### WORK ITEM
Across the entries below, please work out how many lines contain the string "gating" and give only the number.

### DATA PROVIDED
#[cfg(test)]
mod tests {
    use super::*;
    use crate::graph::ConnectivityGraphBuilder;

    /// Straight corridor (0,0)..(len-1,0)
    fn corridor(len: i32) -> (CellSet, ConnectionGraph) {
        let cells: CellSet = (0..len).map(|x| Cell::new(x, 0)).collect();
        let graph = ConnectivityGraphBuilder::new(0.0).spanning_tree(&cells);
        (cells, graph)
    }

    #[test]
    fn test_target_locked_rooms() {
        assert_eq!(target_locked_rooms(10, 0.3), 3);
        assert_eq!(target_locked_rooms(5, 0.2), 2);
        assert_eq!(target_locked_rooms(15, 0.3), 5);
        // Fractions are clamped into 0.2..=0.5
        assert_eq!(target_locked_rooms(10, 0.9), 5);
        assert_eq!(target_locked_rooms(10, 0.0), 2);
        // Exact products stay exact for large levels too.
        assert_eq!(target_locked_rooms(100_000, 0.3), 30_000);
        assert_eq!(target_locked_rooms(1_000_000, 0.3), 300_000);
        assert_eq!(target_locked_rooms(1_000_001, 0.5), 500_001);
        assert_eq!(target_locked_rooms(123_457, 0.3), 37_038);
    }

    #[test]
    fn test_transaction_accepts_leaf() {
        let (cells, graph) = corridor(5);
        let mut tx = CarveTransaction::new(&cells, &graph);
        assert_eq!(tx.try_lock(Cell::new(4, 0)), CarveDecision::Committed);
        assert_eq!(tx.locked().len(), 1);
    }

    #[test]
    fn test_transaction_rejects_cut_vertex_and_rolls_back() {
        let (cells, graph) = corridor(5);
        let mut tx = CarveTransaction::new(&cells, &graph);
        assert_eq!(
            tx.try_lock(Cell::new(2, 0)),
            CarveDecision::RejectedStrands { stranded: 2 }
        );
        assert!(tx.locked().is_empty());
    }

    #[test]
    fn test_transaction_accepts_once_downstream_is_locked() {
        let (cells, graph) = corridor(5);
        let mut tx = CarveTransaction::new(&cells, &graph);
        assert!(tx.try_lock(Cell::new(4, 0)).is_committed());
        assert!(tx.try_lock(Cell::new(3, 0)).is_committed());
        assert!(tx.try_lock(Cell::new(2, 0)).is_committed());
        assert_eq!(
            tx.try_lock(Cell::new(3, 0)),
            CarveDecision::RejectedAlreadyLocked
        );
    }

    #[test]
    fn test_transaction_rejects_origin_and_strangers() {
        let (cells, graph) = corridor(5);
        let mut tx = CarveTransaction::new(&cells, &graph);
        assert_eq!(tx.try_lock(Cell::ORIGIN), CarveDecision::RejectedOrigin);
        assert_eq!(
            tx.try_lock(Cell::new(0, 7)),
            CarveDecision::RejectedNotOccupied
        );
    }

    #[test]
    fn test_transaction_accepts_loop_member() {
        // 2x2 block with every door: locking any non-origin room keeps the
        // others reachable through the loop.
        let cells: CellSet = [
            Cell::new(0, 0),
            Cell::new(1, 0),
            Cell::new(0, 1),
            Cell::new(1, 1),
        ]
        .into_iter()
        .collect();
        let mut graph = ConnectionGraph::new();
        graph.connect(Cell::new(0, 0), Cell::new(1, 0));
        graph.connect(Cell::new(0, 0), Cell::new(0, 1));
        graph.connect(Cell::new(1, 0), Cell::new(1, 1));
        graph.connect(Cell::new(0, 1), Cell::new(1, 1));
        let mut tx = CarveTransaction::new(&cells, &graph);
        assert!(tx.try_lock(Cell::new(1, 0)).is_committed());
        assert_eq!(
            tx.try_lock(Cell::new(0, 1)),
            CarveDecision::RejectedStrands { stranded: 1 }
        );
    }

    #[test]
    fn test_frontier_excludes_origin() {
        let (cells, graph) = corridor(3);
        let mut tx = CarveTransaction::new(&cells, &graph);
        assert!(tx.try_lock(Cell::new(2, 0)).is_committed());
        assert!(tx.try_lock(Cell::new(1, 0)).is_committed());
        assert!(tx.frontier().is_empty());
    }

    #[test]
    fn test_skips_small_levels() {
        let (cells, mut graph) = corridor(4);
        let carver = LockedAreaCarver::new(0.3);
        assert!(carver.carve(&cells, &mut graph, &mut LayoutRng::new(1)).is_none());
        assert_eq!(graph.len(), 3);
    }

    #[test]
    fn test_corridor_carves_tail_with_single_gate() {
        let (cells, mut graph) = corridor(10);
        let area = LockedAreaCarver::new(0.3)
            .carve(&cells, &mut graph, &mut LayoutRng::new(4))
            .unwrap();
        assert_eq!(area.target, 3);
        let locked: Vec<_> = area.cells.iter().collect();
        assert_eq!(locked, vec![Cell::new(9, 0), Cell::new(8, 0), Cell::new(7, 0)]);
        let gate = area.gating.unwrap();
        assert_eq!(gate.locked, Cell::new(7, 0));
        assert_eq!(gate.unlocked, Cell::new(6, 0));
        assert_eq!(gate.facing(), Direction::West);
        assert!(graph.is_connected(Cell::new(7, 0), Cell::new(6, 0)));
        assert_eq!(graph.len(), 9);
    }

    #[test]
    fn test_gate_is_only_boundary_door() {
        for seed in 0..40 {
            let mut rng = LayoutRng::new(seed);
            let mut cells = CellSet::new();
            for x in 0..5 {
                for y in 0..4 {
                    cells.insert(Cell::new(x, y));
                }
            }
            let builder = ConnectivityGraphBuilder::new(0.0);
            let mut graph = builder.spanning_tree(&cells);
            let area = LockedAreaCarver::new(0.4)
                .carve(&cells, &mut graph, &mut rng)
                .unwrap();
            let crossing: Vec<_> = graph
                .iter()
                .filter(|k| k.crosses(|c| area.contains(c)))
                .collect();
            assert_eq!(crossing, vec![area.gating.unwrap().key()], "seed {seed}");
            assert_eq!(stranded_unlocked(&cells, &graph, &area.cells), 0);
            // The whole level is reachable once the gate is open.
            assert_eq!(reachable_from(&graph, Cell::ORIGIN, |_| true).len(), cells.len());
        }
    }

    #[test]
    fn test_repair_reconnects_region() {
        // Locked cells (1,1) and (2,1) are adjacent but their tree doors
        // ran through unlocked rooms.
        let locked: CellSet = [Cell::new(1, 1), Cell::new(2, 1)].into_iter().collect();
        let mut graph = ConnectionGraph::new();
        graph.connect(Cell::new(1, 0), Cell::new(1, 1));
        graph.connect(Cell::new(2, 0), Cell::new(2, 1));
        graph.retain(|k| !k.crosses(|c| locked.contains(c)));
        assert_eq!(repair_region(&locked, &mut graph), 1);
        assert!(graph.is_connected(Cell::new(1, 1), Cell::new(2, 1)));
    }

    /// 3x3 block with a tree where (1,2) guards the leaf (1,1) and the
    /// farthest room (2,2) hangs off (1,2).
    fn pocket_block() -> (CellSet, ConnectionGraph) {
        let mut cells = CellSet::new();
        for x in 0..3 {
            for y in 0..3 {
                cells.insert(Cell::new(x, y));
            }
        }
        let mut graph = ConnectionGraph::new();
        for (a, b) in [
            ((0, 0), (0, 1)),
            ((0, 1), (0, 2)),
            ((0, 2), (1, 2)),
            ((1, 2), (2, 2)),
            ((1, 2), (1, 1)),
            ((0, 0), (1, 0)),
            ((1, 0), (2, 0)),
            ((2, 0), (2, 1)),
        ] {
            graph.connect(Cell::new(a.0, a.1), Cell::new(b.0, b.1));
        }
        (cells, graph)
    }

    #[test]
    fn test_rejected_room_locks_after_its_pocket() {
        let (cells, graph) = pocket_block();
        let mut tx = CarveTransaction::new(&cells, &graph);
        assert!(tx.try_lock(Cell::new(2, 2)).is_committed());
        assert_eq!(
            tx.try_lock(Cell::new(1, 2)),
            CarveDecision::RejectedStrands { stranded: 1 }
        );
        assert!(tx.try_lock(Cell::new(2, 1)).is_committed());
        assert!(tx.try_lock(Cell::new(1, 1)).is_committed());
        assert!(tx.try_lock(Cell::new(1, 2)).is_committed());
    }

    #[test]
    fn test_carver_retries_rejected_rooms() {
        // Half of nine rooms is a target of five; some growth orders only
        // get there by retrying (1,2) once (1,1) is locked.
        for seed in 0..64 {
            let (cells, mut graph) = pocket_block();
            let area = LockedAreaCarver::new(0.5)
                .carve(&cells, &mut graph, &mut LayoutRng::new(seed))
                .unwrap();
            assert_eq!(area.target, 5);
            assert_eq!(area.cells.len(), 5, "seed {seed}");
            assert!(!area.is_short());
        }
    }
}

### RESPONSE BOX
2